DATASET RECORDS:
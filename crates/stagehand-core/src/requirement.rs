//! Declared input requirements.
//!
//! A requirement is either a bare type identifier (cardinality defaults to
//! exactly one) or a (type, cardinality) pair. The two shapes are a closed
//! sum type; configuration data is parsed into it strictly, with malformed
//! entries rejected at construction time, never at call time.

use crate::error::{Error, Result};
use serde::de::{self, Deserializer};
use serde::ser::{SerializeSeq, Serializer};
use serde::{Deserialize, Serialize};
use serde_json::Value;
use std::fmt;

/// How many context values a requirement expects to resolve to.
#[derive(Clone, Copy, Debug, PartialEq, Eq, Serialize, Deserialize)]
#[serde(rename_all = "lowercase")]
pub enum Cardinality {
    Single,
    Multiple,
}

impl fmt::Display for Cardinality {
    fn fmt(&self, f: &mut fmt::Formatter<'_>) -> fmt::Result {
        match self {
            Self::Single => write!(f, "single"),
            Self::Multiple => write!(f, "multiple"),
        }
    }
}

/// One declared input requirement.
#[derive(Clone, Debug, PartialEq, Eq)]
pub enum RequirementSpec {
    /// Bare type identifier; exactly one value expected.
    Exact(String),
    /// Type identifier with an explicit cardinality.
    Cardinality(String, Cardinality),
}

impl RequirementSpec {
    pub fn exact(type_id: impl Into<String>) -> Self {
        Self::Exact(type_id.into())
    }

    pub fn single(type_id: impl Into<String>) -> Self {
        Self::Cardinality(type_id.into(), Cardinality::Single)
    }

    pub fn multiple(type_id: impl Into<String>) -> Self {
        Self::Cardinality(type_id.into(), Cardinality::Multiple)
    }

    pub fn type_id(&self) -> &str {
        match self {
            Self::Exact(t) => t,
            Self::Cardinality(t, _) => t,
        }
    }

    pub fn cardinality(&self) -> Cardinality {
        match self {
            Self::Exact(_) => Cardinality::Single,
            Self::Cardinality(_, c) => *c,
        }
    }

    /// Parse one configuration value. Accepted shapes: a type-identifier
    /// string, or a `[type, "single" | "multiple"]` pair.
    pub fn from_value(value: &Value) -> std::result::Result<Self, String> {
        match value {
            Value::String(t) if !t.is_empty() => Ok(Self::Exact(t.clone())),
            Value::String(_) => Err("type identifier must be non-empty".into()),
            Value::Array(pair) => {
                if pair.len() != 2 {
                    return Err(shape_error(value));
                }
                let (Some(t), Some(c)) = (pair[0].as_str(), pair[1].as_str()) else {
                    return Err(shape_error(value));
                };
                if t.is_empty() {
                    return Err("type identifier must be non-empty".into());
                }
                match c {
                    "single" => Ok(Self::Cardinality(t.into(), Cardinality::Single)),
                    "multiple" => Ok(Self::Cardinality(t.into(), Cardinality::Multiple)),
                    other => Err(format!(
                        "cardinality must be \"single\" or \"multiple\", got \"{}\"",
                        other
                    )),
                }
            }
            _ => Err(shape_error(value)),
        }
    }
}

fn shape_error(value: &Value) -> String {
    format!(
        "expected a type-identifier string or a [type, \"single\"|\"multiple\"] pair, got {}",
        value
    )
}

/// Parse a full `requires` list, naming the offending index on rejection.
pub fn parse_requires(entries: &[Value]) -> Result<Vec<RequirementSpec>> {
    entries
        .iter()
        .enumerate()
        .map(|(index, value)| {
            RequirementSpec::from_value(value)
                .map_err(|detail| Error::InvalidRequirement { index, detail })
        })
        .collect()
}

// Wire shape matches the configuration shorthand: bare string or pair.
impl Serialize for RequirementSpec {
    fn serialize<S: Serializer>(&self, serializer: S) -> std::result::Result<S::Ok, S::Error> {
        match self {
            Self::Exact(t) => serializer.serialize_str(t),
            Self::Cardinality(t, c) => {
                let mut seq = serializer.serialize_seq(Some(2))?;
                seq.serialize_element(t)?;
                seq.serialize_element(&c.to_string())?;
                seq.end()
            }
        }
    }
}

impl<'de> Deserialize<'de> for RequirementSpec {
    fn deserialize<D: Deserializer<'de>>(deserializer: D) -> std::result::Result<Self, D::Error> {
        let value = Value::deserialize(deserializer)?;
        Self::from_value(&value).map_err(de::Error::custom)
    }
}

#[cfg(test)]
mod tests {
    use super::*;
    use serde_json::json;

    #[test]
    fn bare_string_defaults_to_single() {
        let spec = RequirementSpec::from_value(&json!("document")).unwrap();
        assert_eq!(spec, RequirementSpec::exact("document"));
        assert_eq!(spec.cardinality(), Cardinality::Single);
    }

    #[test]
    fn pair_with_explicit_cardinality() {
        let spec = RequirementSpec::from_value(&json!(["reading", "multiple"])).unwrap();
        assert_eq!(spec.type_id(), "reading");
        assert_eq!(spec.cardinality(), Cardinality::Multiple);
    }

    #[test]
    fn rejects_unknown_cardinality_literal() {
        let err = RequirementSpec::from_value(&json!(["reading", "many"])).unwrap_err();
        assert!(err.contains("single"), "unexpected message: {}", err);
        assert!(err.contains("multiple"));
    }

    #[test]
    fn rejects_malformed_shapes() {
        for bad in [json!(42), json!(["only-one"]), json!(["a", "b", "c"]), json!({})] {
            let err = RequirementSpec::from_value(&bad).unwrap_err();
            assert!(
                err.contains("pair") || err.contains("non-empty"),
                "unexpected message for {}: {}",
                bad,
                err
            );
        }
    }

    #[test]
    fn parse_requires_names_offending_index() {
        let entries = vec![json!("fine"), json!(["also-fine", "single"]), json!(7)];
        let err = parse_requires(&entries).unwrap_err();
        match err {
            Error::InvalidRequirement { index, .. } => assert_eq!(index, 2),
            other => panic!("expected InvalidRequirement, got {}", other),
        }
    }

    #[test]
    fn serde_round_trip() {
        let specs = vec![
            RequirementSpec::exact("document"),
            RequirementSpec::multiple("reading"),
        ];
        let json = serde_json::to_string(&specs).unwrap();
        assert_eq!(json, r#"["document",["reading","multiple"]]"#);
        let back: Vec<RequirementSpec> = serde_json::from_str(&json).unwrap();
        assert_eq!(back, specs);
    }
}
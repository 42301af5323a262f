//! Partial-results report rendered from the record history.
//!
//! Used after any terminated run: only steps that actually ran appear,
//! never fabricated results for the ones that did not.

use crate::executor::PlanStatus;
use crate::record::ExecutionRecord;

pub fn render_report(run_id: &str, status: &PlanStatus, history: &[ExecutionRecord]) -> String {
    let mut report = format!("# Run {}\n\nOutcome: {}\n\n## Steps\n", run_id, status);

    for record in history {
        let glyph = if record.result.success { "✓" } else { "✗" };
        report.push_str(&format!(
            "{} {} [{}] ({:.3}s)\n",
            glyph, record.step.context_key, record.step.component, record.result.duration_seconds,
        ));
        if let Some(error) = &record.result.error {
            report.push_str(&format!(
                "  {} — {}\n",
                error.classification.severity, error.classification.user_message,
            ));
        }
    }

    let succeeded = history.iter().filter(|r| r.result.success).count();
    let wall: f64 = history.iter().map(|r| r.result.duration_seconds).sum();
    report.push_str(&format!(
        "\n## Totals\n- Steps attempted: {}\n- Succeeded: {}\n- Failed: {}\n- Wall: {:.3}s\n",
        history.len(),
        succeeded,
        history.len() - succeeded,
        wall,
    ));

    report
}

#[cfg(test)]
mod tests {
    use super::*;
    use crate::plan::PlannedStep;
    use crate::record::{ExecutionError, ExecutionResult};
    use chrono::Utc;
    use serde_json::json;
    use stagehand_core::ErrorClassification;

    #[test]
    fn report_lists_attempted_steps_and_totals() {
        let now = Utc::now();
        let history = vec![
            ExecutionRecord::new(
                PlannedStep::new("extract", "task-extractor"),
                ExecutionResult::succeeded(json!({}), now, now),
            ),
            ExecutionRecord::new(
                PlannedStep::new("reply", "respond"),
                ExecutionResult::failed(
                    ExecutionError {
                        message: "boom".into(),
                        classification: ErrorClassification::critical("respond failed: boom"),
                    },
                    now,
                    now,
                ),
            ),
        ];

        let report = render_report("run-1", &PlanStatus::Aborted, &history);
        assert!(report.contains("Outcome: aborted"));
        assert!(report.contains("✓ extract"));
        assert!(report.contains("✗ reply"));
        assert!(report.contains("critical — respond failed: boom"));
        assert!(report.contains("Steps attempted: 2"));
        assert!(report.contains("Succeeded: 1"));
    }
}
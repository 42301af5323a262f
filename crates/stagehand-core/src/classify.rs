//! Failure severity and classification — the only recovery vocabulary.
//!
//! Every failure inside a component's execute is routed through
//! `Component::classify_error` and comes back as one of five severities.
//! The execution wrapper branches on nothing else.

use serde::{Deserialize, Serialize};
use serde_json::Value;
use std::collections::BTreeMap;
use std::fmt;

/// Recovery severity of a classified failure.
///
/// `Retriable` is the only severity that loops locally; every other value
/// is terminal for the current step and hands control back to the caller.
#[derive(Clone, Copy, Debug, PartialEq, Eq, Serialize, Deserialize)]
#[serde(rename_all = "lowercase")]
pub enum Severity {
    /// Retry the same step, bounded by the component's retry policy.
    Retriable,
    /// Discard the remaining steps and request a new plan.
    Replanning,
    /// Redo the original task's component selection, not the plan shape.
    Reclassification,
    /// Halt the whole plan; report partial results from the history.
    Critical,
    /// The run's state may be corrupt: propagate raw, bypass reporting.
    Fatal,
}

impl Severity {
    pub fn is_terminal(&self) -> bool {
        !matches!(self, Self::Retriable)
    }
}

impl fmt::Display for Severity {
    fn fmt(&self, f: &mut fmt::Formatter<'_>) -> fmt::Result {
        match self {
            Self::Retriable => write!(f, "retriable"),
            Self::Replanning => write!(f, "replanning"),
            Self::Reclassification => write!(f, "reclassification"),
            Self::Critical => write!(f, "critical"),
            Self::Fatal => write!(f, "fatal"),
        }
    }
}

/// A classified failure: severity, a human-readable message, and ordered
/// metadata. Produced fresh on every failed attempt and never cached,
/// since metadata like elapsed time changes between attempts.
#[derive(Clone, Debug, Serialize, Deserialize)]
pub struct ErrorClassification {
    pub severity: Severity,
    pub user_message: String,
    #[serde(default, skip_serializing_if = "BTreeMap::is_empty")]
    pub metadata: BTreeMap<String, Value>,
}

impl ErrorClassification {
    pub fn new(severity: Severity, user_message: impl Into<String>) -> Self {
        Self {
            severity,
            user_message: user_message.into(),
            metadata: BTreeMap::new(),
        }
    }

    pub fn retriable(msg: impl Into<String>) -> Self {
        Self::new(Severity::Retriable, msg)
    }

    pub fn replanning(msg: impl Into<String>) -> Self {
        Self::new(Severity::Replanning, msg)
    }

    pub fn reclassification(msg: impl Into<String>) -> Self {
        Self::new(Severity::Reclassification, msg)
    }

    pub fn critical(msg: impl Into<String>) -> Self {
        Self::new(Severity::Critical, msg)
    }

    pub fn fatal(msg: impl Into<String>) -> Self {
        Self::new(Severity::Fatal, msg)
    }

    pub fn with_meta(mut self, key: impl Into<String>, value: impl Into<Value>) -> Self {
        self.metadata.insert(key.into(), value.into());
        self
    }
}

EXERCISE PROMPT: Copy out each line from the preceding entries that mentions the word "ErrorClassification".

SOLUTION:
    use stagehand_core::ErrorClassification;
                        classification: ErrorClassification::critical("respond failed: boom"),
pub struct ErrorClassification {
impl ErrorClassification {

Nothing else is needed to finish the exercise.